Technical information
- Class: C1
- ERP: 75,000 watts Horizontal polarization only
- HAAT: 253 metres (830 ft)

Links
- Webcast: Listen Live
- Website: Max931.ca

= CHLQ-FM =

Radio station in Charlottetown, Prince Edward Island

CHLQ-FM is a Canadian radio station broadcasting at 93.1 FM in Charlottetown, Prince Edward Island.
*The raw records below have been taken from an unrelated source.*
use axum::{
    extract::{Multipart, Path, Query, State},
    http::{header, StatusCode},
    response::IntoResponse,
    Json,
};
use log::{info, warn};
use std::sync::Arc;
use uuid::Uuid;

use super::{read_file_field, read_text_field, run_blocking, UploadedFile};
use crate::certification::error::CertificationError;
use crate::certification::evidence::{
    self, upload_key, CreateEvidenceRequest, CreateEvidenceTypeRequest, EvidenceQuery,
    EvidenceTypeQuery, UpdateEvidenceTypeRequest, UploadedEvidence,
};
use crate::certification::types::EvidenceKind;
use crate::core::config::parse_bool;
use crate::core::middleware::AuthenticatedUser;
use crate::core::shared::state::AppState;

pub async fn list_evidence_types(
    State(state): State<Arc<AppState>>,
    _user: AuthenticatedUser,
    Query(query): Query<EvidenceTypeQuery>,
) -> Result<impl IntoResponse, CertificationError> {
    let rows = run_blocking(&state, move |conn| evidence::list_evidence_types(conn, &query)).await?;
    Ok(Json(rows))
}

pub async fn get_evidence_type(
    State(state): State<Arc<AppState>>,
    _user: AuthenticatedUser,
    Path(id): Path<Uuid>,
) -> Result<impl IntoResponse, CertificationError> {
    let row = run_blocking(&state, move |conn| evidence::get_evidence_type(conn, id)).await?;
    Ok(Json(row))
}

pub async fn create_evidence_type(
    State(state): State<Arc<AppState>>,
    user: AuthenticatedUser,
    Json(req): Json<CreateEvidenceTypeRequest>,
) -> Result<impl IntoResponse, CertificationError> {
    let actor = user.actor();
    let row =
        run_blocking(&state, move |conn| evidence::create_evidence_type(conn, &actor, req)).await?;
    Ok((StatusCode::CREATED, Json(row)))
}

pub async fn update_evidence_type(
    State(state): State<Arc<AppState>>,
    user: AuthenticatedUser,
    Path(id): Path<Uuid>,
    Json(req): Json<UpdateEvidenceTypeRequest>,
) -> Result<impl IntoResponse, CertificationError> {
    let actor = user.actor();
    let row = run_blocking(&state, move |conn| {
        evidence::update_evidence_type(conn, &actor, id, req)
    })
    .await?;
    Ok(Json(row))
}

pub async fn delete_evidence_type(
    State(state): State<Arc<AppState>>,
    user: AuthenticatedUser,
    Path(id): Path<Uuid>,
) -> Result<impl IntoResponse, CertificationError> {
    let actor = user.actor();
    run_blocking(&state, move |conn| evidence::delete_evidence_type(conn, &actor, id)).await?;
    Ok(StatusCode::NO_CONTENT)
}

pub async fn list_evidences(
    State(state): State<Arc<AppState>>,
    _user: AuthenticatedUser,
    Query(query): Query<EvidenceQuery>,
) -> Result<impl IntoResponse, CertificationError> {
    let rows = run_blocking(&state, move |conn| evidence::list_evidences(conn, &query)).await?;
    Ok(Json(rows))
}

pub async fn get_evidence(
    State(state): State<Arc<AppState>>,
    _user: AuthenticatedUser,
    Path(id): Path<Uuid>,
) -> Result<impl IntoResponse, CertificationError> {
    let row = run_blocking(&state, move |conn| evidence::get_evidence(conn, id)).await?;
    Ok(Json(row))
}

/// Registers a link or note evidence. Files go through the upload endpoint.
pub async fn create_evidence(
    State(state): State<Arc<AppState>>,
    user: AuthenticatedUser,
    Json(req): Json<CreateEvidenceRequest>,
) -> Result<impl IntoResponse, CertificationError> {
    let actor = user.actor();
    let row = run_blocking(&state, move |conn| evidence::create_evidence(conn, &actor, req)).await?;
    Ok((StatusCode::CREATED, Json(row)))
}

#[derive(Default)]
struct UploadForm {
    evaluation_id: Option<Uuid>,
    evidence_type_id: Option<Uuid>,
    notes: Option<String>,
    non_conforming: bool,
    file: Option<UploadedFile>,
}

fn parse_uuid_field(name: &str, value: &str) -> Result<Option<Uuid>, CertificationError> {
    let value = value.trim();
    if value.is_empty() {
        return Ok(None);
    }
    Uuid::parse_str(value)
        .map(Some)
        .map_err(|_| CertificationError::Validation(format!("Invalid {name}: {value}")))
}

async fn read_upload_form(mut multipart: Multipart) -> Result<UploadForm, CertificationError> {
    let mut form = UploadForm::default();
    while let Some(field) = multipart
        .next_field()
        .await
        .map_err(|e| CertificationError::Validation(format!("Invalid multipart body: {e}")))?
    {
        let name = field.name().unwrap_or_default().to_string();
        match name.as_str() {
            "file" => form.file = Some(read_file_field(field).await?),
            "evaluation_id" => {
                form.evaluation_id = parse_uuid_field(&name, &read_text_field(field).await?)?
            }
            "evidence_type_id" => {
                form.evidence_type_id = parse_uuid_field(&name, &read_text_field(field).await?)?
            }
            "notes" => form.notes = Some(read_text_field(field).await?),
            "non_conforming" => form.non_conforming = parse_bool(&read_text_field(field).await?),
            other => warn!("Ignoring unknown upload field '{other}'"),
        }
    }
    Ok(form)
}

/// Stores the file under the evaluation's folder, then records the evidence.
pub async fn upload_evidence(
    State(state): State<Arc<AppState>>,
    user: AuthenticatedUser,
    multipart: Multipart,
) -> Result<impl IntoResponse, CertificationError> {
    let form = read_upload_form(multipart).await?;
    let evaluation_id = form
        .evaluation_id
        .ok_or_else(|| CertificationError::Validation("evaluation_id is required".to_string()))?;
    let file = form
        .file
        .ok_or_else(|| CertificationError::Validation("file is required".to_string()))?;
    if file.bytes.is_empty() {
        return Err(CertificationError::Validation("Uploaded file is empty".to_string()));
    }

    let actor = user.actor();
    let evidence_type_id = form.evidence_type_id;
    let evaluation = run_blocking(&state, move |conn| {
        evidence::prepare_upload(conn, &actor, evaluation_id, evidence_type_id)
    })
    .await?;

    let key = upload_key(&evaluation, &file.file_name);
    let location = state.drive.upload(file.bytes, &key, &file.content_type).await?;
    info!("Evidence file {} stored for evaluation {}", file.file_name, evaluation.id);

    let upload = UploadedEvidence {
        evaluation_id,
        evidence_type_id,
        location,
        non_conforming: form.non_conforming,
        notes: form.notes,
    };
    let row = run_blocking(&state, move |conn| {
        evidence::create_uploaded_evidence(conn, &actor, upload)
    })
    .await?;
    Ok((StatusCode::CREATED, Json(row)))
}

pub async fn download_evidence(
    State(state): State<Arc<AppState>>,
    _user: AuthenticatedUser,
    Path(id): Path<Uuid>,
) -> Result<impl IntoResponse, CertificationError> {
    let row = run_blocking(&state, move |conn| evidence::get_evidence(conn, id)).await?;
    if row.kind != EvidenceKind::Arquivo.as_str() {
        return Err(CertificationError::Validation(
            "Only file evidences can be downloaded".to_string(),
        ));
    }
    let (bytes, content_type) = state.drive.download(&row.location).await?;
    let file_name = row
        .location
        .rsplit('/')
        .next()
        .unwrap_or("evidence")
        .to_string();
    Ok((
        [
            (header::CONTENT_TYPE, content_type),
            (
                header::CONTENT_DISPOSITION,
                format!("attachment; filename=\"{file_name}\""),
            ),
        ],
        bytes,
    ))
}

pub async fn delete_evidence(
    State(state): State<Arc<AppState>>,
    user: AuthenticatedUser,
    Path(id): Path<Uuid>,
) -> Result<impl IntoResponse, CertificationError> {
    let actor = user.actor();
    run_blocking(&state, move |conn| evidence::delete_evidence(conn, &actor, id)).await?;
    Ok(StatusCode::NO_CONTENT)
}

#[cfg(test)]
mod tests {
    use super::*;

    #[test]
    fn test_parse_uuid_field() {
        let id = Uuid::new_v4();
        assert_eq!(
            parse_uuid_field("evaluation_id", &id.to_string()).expect("uuid"),
            Some(id)
        );
        assert_eq!(parse_uuid_field("evidence_type_id", "  ").expect("empty"), None);
        assert!(matches!(
            parse_uuid_field("evaluation_id", "abc"),
            Err(CertificationError::Validation(_))
        ));
    }
}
The station is owned by the Maritime Broadcasting System and currently broadcasts a mainstream rock format branded on-air as Max 93.1. The station has been on the air since March 1982.

==As Max 93.1==
On July 16, 2012, CHLQ-FM switched from adult contemporary/classic hits (Magic 93) to mainstream rock (Q93).

As of early 2017, the Morning Show portion of the program has been renamed from "The Q Morning Crew with Paul and Anne" to "The Unbalanced Breakfast with Joee Adams".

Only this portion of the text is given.